> _WORK REQUIRED_
The required output is the line containing "that joined it" followed by each line through the end of the data below, repeated exactly and with nothing added.

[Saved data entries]
<<<<
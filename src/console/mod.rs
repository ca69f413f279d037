//! Guest serial console: buffering, pattern waits and command execution

pub mod buffer;
pub mod runner;
pub mod session;

pub use buffer::{ConsoleBuffer, Cursor};
pub use runner::CommandRunner;
pub use session::{ConsoleSession, ConsoleTransport, Match, Pattern, SessionOptions, SessionState};
//! Common utilities shared by the harness components

pub mod config;
pub mod error;
pub mod logging;
pub mod paths;

pub use error::{Error, Result};

/// Return the last `max` bytes of `bytes` as lossy UTF-8
///
/// Used wherever console output is attached to an error.
pub fn lossy_tail(bytes: &[u8], max: usize) -> String {
    let start = bytes.len().saturating_sub(max);
    String::from_utf8_lossy(&bytes[start..]).into_owned()
}
//! Content-addressed asset cache
//!
//! Layout under the cache root:
//! ```text
//! download/<checksum>                         published assets
//! extract/<checksum>/<member-key>/<basename>  archive members
//! uncompress/<checksum>                       decompressed assets
//! tmp/                                        in-progress writes
//! ```
//! Files only reach their final name through a rename from `tmp/` after
//! the digest has been checked, so a reader never sees a partial or
//! corrupt entry under a verified name.

use std::collections::HashMap;
use std::io::IsTerminal;
use std::path::{Path, PathBuf};
use std::sync::{Arc, Mutex, MutexGuard, PoisonError};
use std::time::Duration;

use futures_util::StreamExt;
use indicatif::{ProgressBar, ProgressStyle};
use tokio::io::AsyncWriteExt;
use tokio::sync::watch;

use super::descriptor::{AssetDescriptor, AssetState, Checksum};
use super::transport::{Transport, TransportError};
use crate::common::config::Config;
use crate::common::paths::ensure_dir;
use crate::common::{Error, Result};

pub(crate) const DOWNLOAD_DIR: &str = "download";
pub(crate) const EXTRACT_DIR: &str = "extract";
pub(crate) const UNCOMPRESS_DIR: &str = "uncompress";
pub(crate) const TMP_DIR: &str = "tmp";

/// How cache misses are served
#[derive(Debug, Clone)]
pub struct FetchPolicy {
    /// Extra attempts after a transient failure
    pub retries: u32,
    /// Delay before the first retry, doubled each time
    pub backoff: Duration,
    /// Deadline for one download attempt
    pub attempt_timeout: Duration,
    /// Whether a cache miss may use the network
    pub allow_download: bool,
    /// Re-hash files found on disk before trusting them
    pub verify_cached: bool,
    /// Draw a progress bar on an interactive stderr
    pub progress: bool,
}

impl Default for FetchPolicy {
    fn default() -> Self {
        Self::from_config(&Config::default())
    }
}

impl FetchPolicy {
    pub fn from_config(config: &Config) -> Self {
        Self {
            retries: config.cache.retries,
            backoff: Duration::from_millis(config.cache.backoff_ms),
            attempt_timeout: Duration::from_secs(config.timeouts.download_secs),
            allow_download: config.cache.allow_download,
            verify_cached: config.cache.verify_cached,
            progress: config.cache.progress,
        }
    }
}

/// Result of one fetch, shared with every caller that joined it
#[derive(Debug, Clone)]
enum Outcome {
    Ready(PathBuf),
    Failed(SharedFailure),
}

/// Cloneable copy of the errors a fetch can end with
#[derive(Debug, Clone)]
enum SharedFailure {
    Network {
        url: String,
        attempts: u32,
        message: String,
    },
    Mismatch {
        url: String,
        expected: String,
        actual: String,
    },
    Disabled {
        url: String,
        checksum: String,
    },
    Other(String),
}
>>>>
> _ANSWER SPACE_
/// Result of one fetch, shared with every caller that joined it
#[derive(Debug, Clone)]
enum Outcome {
    Ready(PathBuf),
    Failed(SharedFailure),
}

/// Cloneable copy of the errors a fetch can end with
#[derive(Debug, Clone)]
enum SharedFailure {
    Network {
        url: String,
        attempts: u32,
        message: String,
    },
    Mismatch {
        url: String,
        expected: String,
        actual: String,
    },
    Disabled {
        url: String,
        checksum: String,
    },
    Other(String),
}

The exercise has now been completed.